The Red Sox open their Spring Training schedule Thursday with their annual split squad double-header against Northeastern University and Boston College in Ft. Myers. Grapefruit League action begins Friday when the Sox and Minnesota Twins commence the Mayor's Cup rivalry at JetBlue Park at Fenway South. The two square off again Saturday at Hammond Stadium, the Spring Training home of the Twins.

Thus, baseball is back. And with it comes the first unofficially official pitching rotation. Sox manager John Farrell announced the pitching rotation for the first four games. Although there are several pitchers who spent significant time with the big league club, much of the rotation is filled with young arms looking to impress early on. Take a look at the rotation:

Thursday vs. Northeastern - Brandon Workman (SP), Henry Owens, Noe Ramirez and Burke Badenhop
Rubby De La Rosa will pitch two innings
Thursday night against Boston College.
(Photo courtesy of Kelly O'Connor)
Thursday vs. BC - Rubby De La Rosa (SP), Matt Barnes, Miguel Celestino, Tommy Layne and Alex Wilson
Friday vs. Twins - Anthony Ranaudo (SP), Dalier Hinojosa, Francisco Cordero and Andrew Miller
Saturday @ Twins - Allen Webster (SP), Drake Britton, Brayan Villarreal and Jose Mijares
*Each of the first two pitchers listed each game are expected to toss two innings

There is plenty for Farrell and pitching coach Juan Nieves to be looking forward to this weekend. The future of the Red Sox pitching staff will be on display.
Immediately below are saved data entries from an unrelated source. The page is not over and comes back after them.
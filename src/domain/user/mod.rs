pub mod entity;
pub mod repository;
pub mod value_objects;

pub use entity::{NewUser, User};
pub use repository::UserRepository;
pub use value_objects::{DisplayName, UserId};
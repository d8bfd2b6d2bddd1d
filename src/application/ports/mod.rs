pub mod generation;
pub mod time;
pub mod blog;
pub mod errors;
pub mod user;
// src/domain/blog/entity.rs
use chrono::{DateTime, Utc};

use crate::domain::blog::feedback::FeedbackEvent;
use crate::domain::blog::value_objects::{BlogId, BlogTopic};
use crate::domain::blog::version::Version;
use crate::domain::user::UserId;

/// A blog: a topic plus its append-only chain of generated versions.
#[derive(Debug, Clone)]
pub struct Blog {
    pub id: BlogId,
    pub topic: BlogTopic,
    pub owner_id: UserId,
    pub created_at: DateTime<Utc>,
}

#[derive(Debug, Clone)]
pub struct NewBlog {
    pub id: BlogId,
    pub topic: BlogTopic,
    pub owner_id: UserId,
    pub created_at: DateTime<Utc>,
}

/// Eagerly loaded aggregate for list queries: versions newest-first,
/// feedback newest-first.
#[derive(Debug, Clone)]
pub struct BlogWithHistory {
    pub blog: Blog,
    pub versions: Vec<Version>,
    pub feedback: Vec<FeedbackEvent>,
}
This is an opportunity to show their potential big league coaches they are ready to make the next step.

As if the excitement of Spring Training games starting isn't enough, watching these young players as they develop and go out to prove they belong, knowing one day they could be a staple in Fenway Park, just adds to the exhilaration.

I'll say it again: Baseball is on the brain. And thank goodness baseball is back.